[Items from a dataset]
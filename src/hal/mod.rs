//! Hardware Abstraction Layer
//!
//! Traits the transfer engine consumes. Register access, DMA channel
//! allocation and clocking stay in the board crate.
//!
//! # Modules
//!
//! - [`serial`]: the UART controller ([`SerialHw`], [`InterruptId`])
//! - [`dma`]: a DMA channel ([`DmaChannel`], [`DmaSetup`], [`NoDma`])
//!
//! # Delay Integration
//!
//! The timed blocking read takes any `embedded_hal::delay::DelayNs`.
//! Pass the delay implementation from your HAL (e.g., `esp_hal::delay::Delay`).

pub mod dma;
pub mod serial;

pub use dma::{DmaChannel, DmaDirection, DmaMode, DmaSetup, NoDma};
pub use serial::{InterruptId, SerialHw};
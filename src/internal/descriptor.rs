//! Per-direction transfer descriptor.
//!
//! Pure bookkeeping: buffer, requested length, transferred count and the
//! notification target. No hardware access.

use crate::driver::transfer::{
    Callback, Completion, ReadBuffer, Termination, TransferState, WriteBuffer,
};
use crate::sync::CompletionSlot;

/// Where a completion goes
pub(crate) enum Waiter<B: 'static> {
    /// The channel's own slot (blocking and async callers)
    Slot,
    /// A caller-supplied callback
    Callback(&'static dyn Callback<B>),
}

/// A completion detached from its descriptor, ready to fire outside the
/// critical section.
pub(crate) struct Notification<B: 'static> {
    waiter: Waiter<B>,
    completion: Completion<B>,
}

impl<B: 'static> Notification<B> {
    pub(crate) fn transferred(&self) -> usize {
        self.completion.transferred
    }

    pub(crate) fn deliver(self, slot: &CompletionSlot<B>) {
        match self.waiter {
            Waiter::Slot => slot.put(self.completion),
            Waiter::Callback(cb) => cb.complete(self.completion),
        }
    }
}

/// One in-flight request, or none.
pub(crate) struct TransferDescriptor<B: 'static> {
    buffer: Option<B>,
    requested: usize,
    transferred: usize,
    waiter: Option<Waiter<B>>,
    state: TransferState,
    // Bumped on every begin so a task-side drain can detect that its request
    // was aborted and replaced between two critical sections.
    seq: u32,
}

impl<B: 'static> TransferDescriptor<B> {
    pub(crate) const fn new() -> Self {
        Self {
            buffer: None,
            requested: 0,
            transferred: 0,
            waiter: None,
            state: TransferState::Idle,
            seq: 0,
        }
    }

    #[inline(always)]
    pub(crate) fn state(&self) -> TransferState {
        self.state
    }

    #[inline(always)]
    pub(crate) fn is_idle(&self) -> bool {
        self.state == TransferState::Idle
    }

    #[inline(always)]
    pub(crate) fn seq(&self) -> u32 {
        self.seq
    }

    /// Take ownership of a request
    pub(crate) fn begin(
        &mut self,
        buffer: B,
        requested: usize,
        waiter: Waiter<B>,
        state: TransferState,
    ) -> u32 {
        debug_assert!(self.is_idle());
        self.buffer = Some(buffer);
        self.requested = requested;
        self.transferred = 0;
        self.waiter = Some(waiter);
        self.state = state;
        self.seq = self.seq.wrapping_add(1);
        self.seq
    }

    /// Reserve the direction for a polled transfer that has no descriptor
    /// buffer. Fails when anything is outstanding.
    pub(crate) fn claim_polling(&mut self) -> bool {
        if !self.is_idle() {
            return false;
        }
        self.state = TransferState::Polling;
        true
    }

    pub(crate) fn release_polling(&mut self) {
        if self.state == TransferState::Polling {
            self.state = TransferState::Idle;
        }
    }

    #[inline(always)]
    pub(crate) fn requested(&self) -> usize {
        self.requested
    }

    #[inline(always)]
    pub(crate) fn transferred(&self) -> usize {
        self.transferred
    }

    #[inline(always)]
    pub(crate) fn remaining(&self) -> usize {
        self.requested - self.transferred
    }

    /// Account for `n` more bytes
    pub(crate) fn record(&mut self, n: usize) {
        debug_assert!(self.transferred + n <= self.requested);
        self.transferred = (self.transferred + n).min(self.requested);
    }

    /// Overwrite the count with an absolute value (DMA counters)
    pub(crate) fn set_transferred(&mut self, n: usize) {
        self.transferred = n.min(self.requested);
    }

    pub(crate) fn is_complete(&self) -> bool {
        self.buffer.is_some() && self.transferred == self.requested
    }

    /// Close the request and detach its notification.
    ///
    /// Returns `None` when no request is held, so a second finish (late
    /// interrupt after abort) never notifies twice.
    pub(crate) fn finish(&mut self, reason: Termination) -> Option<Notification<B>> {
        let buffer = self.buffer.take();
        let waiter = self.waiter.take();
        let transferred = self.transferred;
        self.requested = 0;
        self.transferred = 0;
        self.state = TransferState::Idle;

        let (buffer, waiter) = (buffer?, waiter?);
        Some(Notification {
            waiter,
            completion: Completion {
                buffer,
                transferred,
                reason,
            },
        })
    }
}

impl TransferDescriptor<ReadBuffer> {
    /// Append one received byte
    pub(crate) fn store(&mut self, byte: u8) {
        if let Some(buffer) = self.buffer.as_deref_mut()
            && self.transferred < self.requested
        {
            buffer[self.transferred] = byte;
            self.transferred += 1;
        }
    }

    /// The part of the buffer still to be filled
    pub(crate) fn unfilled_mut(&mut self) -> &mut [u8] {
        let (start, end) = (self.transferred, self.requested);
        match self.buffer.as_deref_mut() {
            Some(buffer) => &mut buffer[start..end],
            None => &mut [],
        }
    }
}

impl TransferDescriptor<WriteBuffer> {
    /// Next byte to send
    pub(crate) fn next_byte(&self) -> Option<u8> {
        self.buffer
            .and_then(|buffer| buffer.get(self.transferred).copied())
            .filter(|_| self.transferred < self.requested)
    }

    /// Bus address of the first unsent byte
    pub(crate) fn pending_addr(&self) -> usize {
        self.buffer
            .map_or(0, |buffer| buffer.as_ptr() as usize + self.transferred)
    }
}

• **EXERCISE DIRECTIONS**: Only lines containing the word "TransferState" should appear in the answer, and every such line from the records above must be there.

• **WORKED SOLUTION**:
    Callback, Completion, ReadBuffer, Termination, TransferState, WriteBuffer,
    state: TransferState,
            state: TransferState::Idle,
    pub(crate) fn state(&self) -> TransferState {
        self.state == TransferState::Idle
        state: TransferState,
        self.state = TransferState::Polling;
        if self.state == TransferState::Polling {
            self.state = TransferState::Idle;
        self.state = TransferState::Idle;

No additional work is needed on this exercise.